Pubblichiamo l'intervista a cura di Paola Cavallari, pubblicata nella rivista "una città", a quattro donne ebree italiane: Franca Coen, Luisa Basevi, Pupa Garribba, Lia Tagliacozzo. 

Franca Coen nel periodo 1978-1997 è stata direttrice dell’Orfanotrofio israelitico italiano Pitigliani; nel 2001-2008 consigliera delegata alle Politiche della multietnicità e intercultura del Comune di Roma, ora è vicepresidente di RfP (Religions for Peace) e coordinatrice di “Donne di fede in dialogo”. È socia dell’Osservatorio interreligioso sulle Violenze contro le donne.
Luisa Basevi è nata a Roma nel 1966, ha vissuto in vari paesi, tra cui Israele. Attualmente risiede a Roma dove insegna lingua ebraica moderna e biblica presso vari enti.


Pupa Garribba è nata a Genova nel 1935, abita a Roma. Attiva nel campo della memoria nelle scuole, nella Shoah Foundation di Los Angeles e nella Casa della memoria e della storia, ha diretto il trimestrale “Karnenu” del Fondo Nazionale Ebraico, collabora con il mensile “Confronti”, è corrispondente del mensile “Cahiers Bernard Lazare” di Parigi. Ha curato cinque libri sulla cultura ebraica e la memoria. Ha fondato la Comunità ebraica progressiva Beth Hillel di Roma.
Lia Tagliacozzo fa la giornalista e la scrittrice da molti anni. Ha lavorato all’Unione delle Comunità ebraiche italiane e adesso è tornata a collaborare con “Sorgente di vita” (Raitre), “Il Manifesto” e scrive libri. Gli ultimi due - editi entrambi da Manni - sono La generazione del deserto, storie di famiglia, di giusti e di infami durante le persecuzioni razziali e Tre stelle nel buio, il giorno della memoria raccontato in una scuola.

Come vive questo momento storico così tragico?
Franca Coen.
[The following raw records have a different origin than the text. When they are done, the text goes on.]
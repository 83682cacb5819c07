//! Result delivery to the coordinator callback
//!
//! The delivery address arrives inside each task, so a fresh plaintext
//! channel is opened per call and torn down immediately after the ack:
//! acquire, use, release. No pooling, no reuse, no retry.

use crate::proto;
use crate::proto::worker_callback_client::WorkerCallbackClient;
use async_trait::async_trait;
use flywheel_core::config::DeliveryConfig;
use flywheel_core::{Error, Result, TaskResult};
use std::str::FromStr;
use tracing::debug;

/// Validated `host:port` delivery address
#[derive(Debug, Clone, PartialEq, Eq)]
pub struct Endpoint {
    pub host: String,
    pub port: u16,
}

impl FromStr for Endpoint {
    type Err = Error;

    fn from_str(s: &str) -> Result<Self> {
        let bad = |reason: &str| Error::BadEndpoint {
            endpoint: s.to_string(),
            reason: reason.to_string(),
        };

        let (host, port) = s.rsplit_once(':').ok_or_else(|| bad("missing ':'"))?;
        if host.is_empty() {
            return Err(bad("empty host"));
        }
        let port: u16 = port.parse().map_err(|_| bad("port is not a number"))?;
        if port == 0 {
            return Err(bad("port is zero"));
        }

        Ok(Self {
            host: host.to_string(),
            port,
        })
    }
}

impl std::fmt::Display for Endpoint {
    fn fmt(&self, f: &mut std::fmt::Formatter<'_>) -> std::fmt::Result {
        write!(f, "{}:{}", self.host, self.port)
    }
}

/// Seam for result delivery so the pipeline can be tested with a stub
#[async_trait]
pub trait ResultSink: Send + Sync {
    /// Deliver one result and return the coordinator's ack message
    async fn send(&self, endpoint: &Endpoint, result: &TaskResult) -> Result<String>;
}

/// gRPC delivery client
pub struct GrpcDelivery {
    config: DeliveryConfig,
}

impl GrpcDelivery {
    /// Create a delivery client
    pub fn new(config: DeliveryConfig) -> Self {
        Self { config }
    }
}

impl From<&TaskResult> for proto::TaskResult {
    fn from(result: &TaskResult) -> Self {
        Self {
            worker_id: result.worker_id.clone(),
            session_id: result.session_id.clone(),
            original_query: result.original_query.clone(),
            ai_response: result.ai_response.clone(),
            api_key: result.api_key.clone(),
            processing_time_ms: result.processing_time_ms,
            query_timestamp: result.query_timestamp,
            completion_timestamp: result.completion_timestamp,
        }
    }
}

#[async_trait]
impl ResultSink for GrpcDelivery {
    async fn send(&self, endpoint: &Endpoint, result: &TaskResult) -> Result<String> {
        let uri = format!("http://{}", endpoint);
        debug!("Opening delivery channel to {}", uri);

        let channel = tonic::transport::Endpoint::from_shared(uri)
            .map_err(|e| Error::Delivery(e.to_string()))?
            .connect_timeout(self.config.connect_timeout())
            .timeout(self.config.rpc_timeout())
            .connect()
            .await
            .map_err(|e| Error::Delivery(format!("connect to {} failed: {}", endpoint, e)))?;

        let mut client = WorkerCallbackClient::new(channel);
        let ack = client
            .send_result(proto::TaskResult::from(result))
            .await
            .map_err(|status| Error::Delivery(format!("SendResult failed: {}", status)))?
            .into_inner();

        debug!(
            "Delivery to {} acked (success={}): {}",
            endpoint, ack.success, ack.message
        );
        // Channel drops here; lifetime is exactly this one call
        Ok(ack.message)
    }
}

#[cfg(test)]
mod tests {
    use super::*;

    #[test]
    fn test_parse_valid_endpoint() {
        let endpoint: Endpoint = "localhost:9999".parse().unwrap();
        assert_eq!(endpoint.host, "localhost");
        assert_eq!(endpoint.port, 9999);
        assert_eq!(endpoint.to_string(), "localhost:9999");
    }

    #[test]
    fn test_parse_rejects_missing_port() {
        let err = "not-a-host-port".parse::<Endpoint>().unwrap_err();
        assert!(matches!(err, Error::BadEndpoint { .. }));
    }

    #[test]
    fn test_parse_rejects_bad_port() {
        assert!("host:abc".parse::<Endpoint>().is_err());
        assert!("host:70000".parse::<Endpoint>().is_err());
        assert!("host:0".parse::<Endpoint>().is_err());
    }

    #[test]
    fn test_parse_rejects_empty_host() {
        assert!(":9999".parse::<Endpoint>().is_err());
    }

    #[test]
    fn test_proto_conversion_copies_every_field() {
        let result = TaskResult {
            worker_id: "w".into(),
            session_id: "s".into(),
            original_query: "q".into(),
            ai_response: "a".into(),
            api_key: "k".into(),
            processing_time_ms: 10_500,
            query_timestamp: 1000,
            completion_timestamp: 11_500,
        };
        let wire = proto::TaskResult::from(&result);
        assert_eq!(wire.worker_id, "w");
        assert_eq!(wire.session_id, "s");
        assert_eq!(wire.original_query, "q");
        assert_eq!(wire.ai_response, "a");
        assert_eq!(wire.api_key, "k");
        assert_eq!(wire.processing_time_ms, 10_500);
        assert_eq!(wire.query_timestamp, 1000);
        assert_eq!(wire.completion_timestamp, 11_500);
    }
}
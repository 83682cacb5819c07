//! Flywheel Core - Core types for the Flywheel worker node
//!
//! This crate provides the fundamental building blocks for Flywheel:
//! - Task and result data model
//! - Worker identity and status
//! - Status/log event payloads
//! - Configuration structures
//! - Error types

pub mod config;
pub mod error;
pub mod event;
pub mod identity;
pub mod task;

pub use config::{BrokerConfig, DeliveryConfig, FlywheelConfig, InferenceConfig, WorkerConfig};
pub use error::{Error, Result};
pub use event::{now_millis, LogEvent, Registration, StatusEvent};
pub use identity::{WorkerIdentity, WorkerStatus};
pub use task::{Task, TaskResult};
Sono italiana, ebrea; data la mia età ho vissuto in Italia negli anni della persecuzione nazifascista. Tutta la mia famiglia di origine vive oggi in Israele. Mi sembra questa premessa necessaria per rispondere alla domanda di come sto vivendo questo momento storico. Nel corso della mia esistenza ho avuto sempre grande attenzione verso le diversità e mi sono infatti dedicata, nel mio percorso professionale, alle fasce della società che rappresentavano una fragilità particolare: gli stranieri, gli immigrati, gli appartenenti a religioni di minoranza, le donne, gli anziani, i bambini. Ho sempre ritenuto che le varie fedi religiose, nel corso dei tempi sempre più presenti nel tessuto sociale italiano, rappresentassero un unicum su cui basare buone pratiche di convivenza. I tragici avvenimenti del 7 ottobre, con la mattanza da parte di un folto gruppo di terroristi che aggredisce centinaia di esseri umani inermi per torturarli e sterminarli, mi ha provocato un’attonita incredulità e mi ha lasciato senza fiato, non solo per la crudeltà e la modalità dell’evento, ma per la gioia che esso ha provocato negli esecutori e nei mandanti, che l’hanno organizzato con la volontà di filmare, registrare, riprendere le azioni e renderle note, congratulandosi della riuscita di un atto così violento. Non sono stati risparmiati bambini, perfino lattanti, uomini e donne anziani, ragazzi e ragazze adolescenti. Mi sono interrogata sulla motivazione per un massacro del genere: colpire un popolo di un’altra fede, la volontà di sterminare degli ‘infedeli’? Quindi una lotta di religione? Colpire chi usurpa la propria terra? Quindi una guerra territoriale? Odio verso il diverso? Quindi un desiderio di predominio sull’altro? Tutte le convinzioni portate avanti nella mia esistenza mi sono all’improvviso sembrate illusorie ed errate.
Ho provato un sentimento di regressione affettiva; mi sono di nuovo sentita diversa come quando avevo sei anni e uscirono le leggi razziali e mi fu impedito di essere me stessa, perfino costringendomi a cambiare il mio nome e a nascondermi come se fossi colpevole, allontanandomi dagli amici, dal mondo intero. Ho trascorso, poi, la mia vita con l’intento di farmi accettare e ho sempre avuto intorno amici e conoscenti affettuosi, sentendomi pienamente integrata e apprezzata in Italia, il mio Paese, la terra in cui sono nata; gli eventi del 7 ottobre mi hanno all’improvviso resa sospettosa e insicura di fronte agli altri e mi è sembrato di sentirmi additata e colpevole.